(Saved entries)
= Beginning of Section =

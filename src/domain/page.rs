use serde::{Deserialize, Serialize};

pub const DEFAULT_PAGE: u64 = 0;
pub const DEFAULT_PAGE_SIZE: u64 = 20;
pub const MAX_PAGE_SIZE: u64 = 1000;

/// ページング指定（サービス層に渡す記述子）
#[derive(Debug, Clone, Copy, PartialEq, Eq)]
pub struct PageRequest {
    page: u64,
    size: u64,
}

impl PageRequest {
    /// 不正な値は拒否せず既定値（page=0, size=20）に正規化する
    pub fn of(page: i64, size: i64) -> Self {
        if page < 0 || size < 1 {
            return Self::default();
        }
        Self {
            page: page as u64,
            size: (size as u64).min(MAX_PAGE_SIZE),
        }
    }

    pub fn page(&self) -> u64 {
        self.page
    }

    pub fn size(&self) -> u64 {
        self.size
    }

    pub fn offset(&self) -> u64 {
        self.page.saturating_mul(self.size)
    }
}

impl Default for PageRequest {
    fn default() -> Self {
        Self {
            page: DEFAULT_PAGE,
            size: DEFAULT_PAGE_SIZE,
        }
    }
}

/// ページング結果のエンベロープ
#[derive(Debug, Clone, PartialEq, Eq, Serialize, Deserialize)]
#[serde(rename_all = "camelCase")]
pub struct Page<T> {
    pub content: Vec<T>,
    pub page: u64,
    pub size: u64,
    pub total_elements: u64,
    pub total_pages: u64,
}

impl<T> Page<T> {
    pub fn new(content: Vec<T>, request: &PageRequest, total_elements: u64) -> Self {
        Self {
            content,
            page: request.page(),
            size: request.size(),
            total_elements,
            total_pages: total_elements.div_ceil(request.size()),
        }
    }

    /// 要素を変換する（メタデータはそのまま）
    pub fn map<U>(self, f: impl FnMut(T) -> U) -> Page<U> {
        Page {
            content: self.content.into_iter().map(f).collect(),
            page: self.page,
            size: self.size,
            total_elements: self.total_elements,
            total_pages: self.total_pages,
        }
    }

    pub fn try_map<U, E>(self, f: impl FnMut(T) -> Result<U, E>) -> Result<Page<U>, E> {
        Ok(Page {
            content: self.content.into_iter().map(f).collect::<Result<_, _>>()?,
            page: self.page,
            size: self.size,
            total_elements: self.total_elements,
            total_pages: self.total_pages,
        })
    }
}

#[cfg(test)]
mod tests {
    use super::*;
    use test_case::test_case;

    #[test_case(-1, 0, 0, 20 ; "negative page and zero size")]
    #[test_case(-5, 10, 0, 20 ; "negative page")]
    #[test_case(3, -2, 0, 20 ; "negative size")]
    #[test_case(0, 1, 0, 1 ; "smallest valid")]
    #[test_case(2, 50, 2, 50 ; "regular")]
    #[test_case(1, 5000, 1, 1000 ; "size capped")]
    fn page_request_normalization(page: i64, size: i64, want_page: u64, want_size: u64) {
        let request = PageRequest::of(page, size);
        assert_eq!(request.page(), want_page);
        assert_eq!(request.size(), want_size);
    }

    #[test]
    fn envelope_counts_pages() {
        let request = PageRequest::of(1, 10);
        let page = Page::new((11..=20).collect::<Vec<_>>(), &request, 25);
        assert_eq!(page.total_pages, 3);
        assert_eq!(page.content.len(), 10);
        assert_eq!(request.offset(), 10);
    }

    #[test]
    fn empty_page_keeps_envelope() {
        let page: Page<i32> = Page::new(Vec::new(), &PageRequest::default(), 0);
        let json = serde_json::to_value(&page).unwrap();
        assert_eq!(
            json,
            serde_json::json!({
                "content": [],
                "page": 0,
                "size": 20,
                "totalElements": 0,
                "totalPages": 0
            })
        );
    }
}
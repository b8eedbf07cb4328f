use axum::{
    middleware,
    routing::{get, post},
    Router,
    Server,
};
use std::future::Future;
use std::net::{IpAddr, Ipv4Addr, SocketAddr, TcpListener};
use std::sync::Arc;
use thiserror::Error;
use tower_http::trace::TraceLayer;
use tracing::{info, warn};
use typed_builder::TypedBuilder;

use crate::application::{DefaultTableService, TableService};
use crate::infrastructure::repository::MemoryTableRepository;
use crate::infrastructure::storage::MemoryStorage;
use crate::interface::api::auth::{
    require_authenticated, AuthError, Authenticator, StaticTokenAuthenticator,
};
use crate::interface::api::handler::{
    create_table_handler,
    delete_table_handler,
    find_all_tables_handler,
    find_table_handler,
    health_check_handler,
    method_not_routed_handler,
    not_found_handler,
    update_table_handler,
};

#[derive(Error, Debug)]
pub enum ServerError {
    #[error("Invalid configuration: {0}")]
    Config(#[from] AuthError),

    #[error("Failed to bind {addr}: {source}")]
    Bind {
        addr: SocketAddr,
        source: std::io::Error,
    },

    #[error("Server error: {0}")]
    Serve(String),
}

#[derive(Clone, Debug, TypedBuilder)]
pub struct ServerConfig {
    #[builder(default = IpAddr::V4(Ipv4Addr::UNSPECIFIED))]
    pub host: IpAddr,

    #[builder(default = 8080)]
    pub port: u16, // デフォルトポート番号

    /// `token=subject`形式のベアラートークン
    #[builder(default)]
    pub tokens: Vec<String>,
}

impl ServerConfig {
    pub fn addr(&self) -> SocketAddr {
        SocketAddr::new(self.host, self.port)
    }
}

impl Default for ServerConfig {
    fn default() -> Self {
        Self::builder().build()
    }
}

/// ハンドラーが共有する状態（プロセス全体で1つ）
#[derive(Clone)]
pub struct AppState {
    pub service: Arc<dyn TableService>,
    pub authenticator: Arc<dyn Authenticator>,
}

impl AppState {
    pub fn new(service: Arc<dyn TableService>, authenticator: Arc<dyn Authenticator>) -> Self {
        Self {
            service,
            authenticator,
        }
    }

    /// インメモリストアを使う状態を組み立てる
    pub fn in_memory(authenticator: Arc<dyn Authenticator>) -> Self {
        let storage = Arc::new(MemoryStorage::new());
        let repository = Arc::new(MemoryTableRepository::new(storage));
        let service = Arc::new(DefaultTableService::new(repository));
        Self::new(service, authenticator)
    }
}

/// ルーティングテーブル
///
/// `/tables`配下はすべて認証ミドルウェアを通る。`/health`は公開。
pub fn router(state: AppState) -> Router {
    let tables = Router::new()
        .route(
            "/tables",
            post(create_table_handler)
                .get(find_all_tables_handler)
                .fallback(method_not_routed_handler),
        )
        .route(
            "/tables/:table_id",
            get(find_table_handler)
                .put(update_table_handler)
                .delete(delete_table_handler)
                .fallback(method_not_routed_handler),
        )
        .route_layer(middleware::from_fn_with_state(
            state.authenticator.clone(),
            require_authenticated,
        ));

    Router::new()
        .route("/health", get(health_check_handler))
        .merge(tables)
        .fallback(not_found_handler)
        .layer(TraceLayer::new_for_http())
        .with_state(state)
}

/// 既にバインド済みのリスナーでサーバーを動かす
pub async fn serve<F>(listener: TcpListener, state: AppState, shutdown: F) -> Result<(), ServerError>
where
    F: Future<Output = ()> + Send + 'static,
{
    let app = router(state);

    Server::from_tcp(listener)
        .map_err(|e| ServerError::Serve(e.to_string()))?
        .serve(app.into_make_service())
        .with_graceful_shutdown(shutdown)
        .await
        .map_err(|e| ServerError::Serve(e.to_string()))
}

pub async fn start_server(config: ServerConfig) -> Result<(), ServerError> {
    // 認証とサービスの初期化
    let authenticator = StaticTokenAuthenticator::from_specs(&config.tokens)?;
    if authenticator.is_empty() {
        warn!("トークンが設定されていません。すべての/tablesリクエストは401になります");
    }
    let state = AppState::in_memory(Arc::new(authenticator));

    // サーバーのアドレス設定
    let addr = config.addr();
    let listener = TcpListener::bind(addr).map_err(|source| ServerError::Bind { addr, source })?;
    listener
        .set_nonblocking(true)
        .map_err(|source| ServerError::Bind { addr, source })?;

    info!("サーバーを{}で起動中...", addr);

    serve(listener, state, async {
        let _ = tokio::signal::ctrl_c().await;
        info!("シャットダウンを開始します");
    })
    .await
}
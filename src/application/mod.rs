pub mod table_service;

pub use table_service::{DefaultTableService, TableService};
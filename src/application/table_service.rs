use async_trait::async_trait;
use std::sync::Arc;
use tracing::{debug, info};

use crate::domain::entity::{CreateTableRequest, Table, TableEntity, TableId, UpdateTableRequest};
use crate::domain::page::{Page, PageRequest};
use crate::domain::repository::{RepositoryError, TableRepository};
use crate::{Error, Result};

/// Tableリソースに対する永続化操作（HTTP層と永続化層の境界）
#[cfg_attr(test, mockall::automock)]
#[async_trait]
pub trait TableService: Send + Sync {
    async fn create_table(&self, request: CreateTableRequest) -> Result<Table>;

    async fn update_table(&self, id: TableId, request: UpdateTableRequest) -> Result<Table>;

    async fn find_table(&self, id: TableId) -> Result<Table>;

    async fn find_all_tables(&self, request: PageRequest) -> Result<Page<Table>>;

    /// 削除した行の識別子を返す。存在しなければ`Error::NotFound`
    async fn delete_table(&self, id: TableId) -> Result<TableId>;
}

/// リポジトリを使う標準のサービス実装
pub struct DefaultTableService {
    repository: Arc<dyn TableRepository>,
}

impl DefaultTableService {
    pub fn new(repository: Arc<dyn TableRepository>) -> Self {
        Self { repository }
    }

    async fn load(&self, id: TableId) -> Result<TableEntity> {
        self.repository
            .find_by_id(id)
            .await?
            .ok_or_else(|| RepositoryError::NotFound(id).into())
    }
}

fn to_view(entity: &TableEntity) -> Result<Table> {
    entity
        .to_view()
        .map_err(|e| Error::from(RepositoryError::from(e)))
}

#[async_trait]
impl TableService for DefaultTableService {
    async fn create_table(&self, request: CreateTableRequest) -> Result<Table> {
        let saved = self
            .repository
            .insert(TableEntity::from_request(request))
            .await?;
        let table = to_view(&saved)?;
        info!(id = table.id, name = %table.name, "table created");
        Ok(table)
    }

    async fn update_table(&self, id: TableId, request: UpdateTableRequest) -> Result<Table> {
        let saved = self.repository.update(id, request).await?;
        let table = to_view(&saved)?;
        info!(id = table.id, name = %table.name, "table updated");
        Ok(table)
    }

    async fn find_table(&self, id: TableId) -> Result<Table> {
        let entity = self.load(id).await?;
        debug!(id, "table found");
        to_view(&entity)
    }

    async fn find_all_tables(&self, request: PageRequest) -> Result<Page<Table>> {
        let page = self.repository.find_page(&request).await?;
        debug!(
            page = page.page,
            size = page.size,
            total = page.total_elements,
            "tables listed"
        );
        page.try_map(|entity| to_view(&entity))
    }

    async fn delete_table(&self, id: TableId) -> Result<TableId> {
        if !self.repository.delete(id).await? {
            return Err(RepositoryError::NotFound(id).into());
        }
        info!(id, "table deleted");
        Ok(id)
    }
}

= End of Section =

▶ [What is required]
Show all lines from the data above in which the word "TypedBuilder" appears.

▶ [Response to this exercise]
use typed_builder::TypedBuilder;
#[derive(Clone, Debug, TypedBuilder)]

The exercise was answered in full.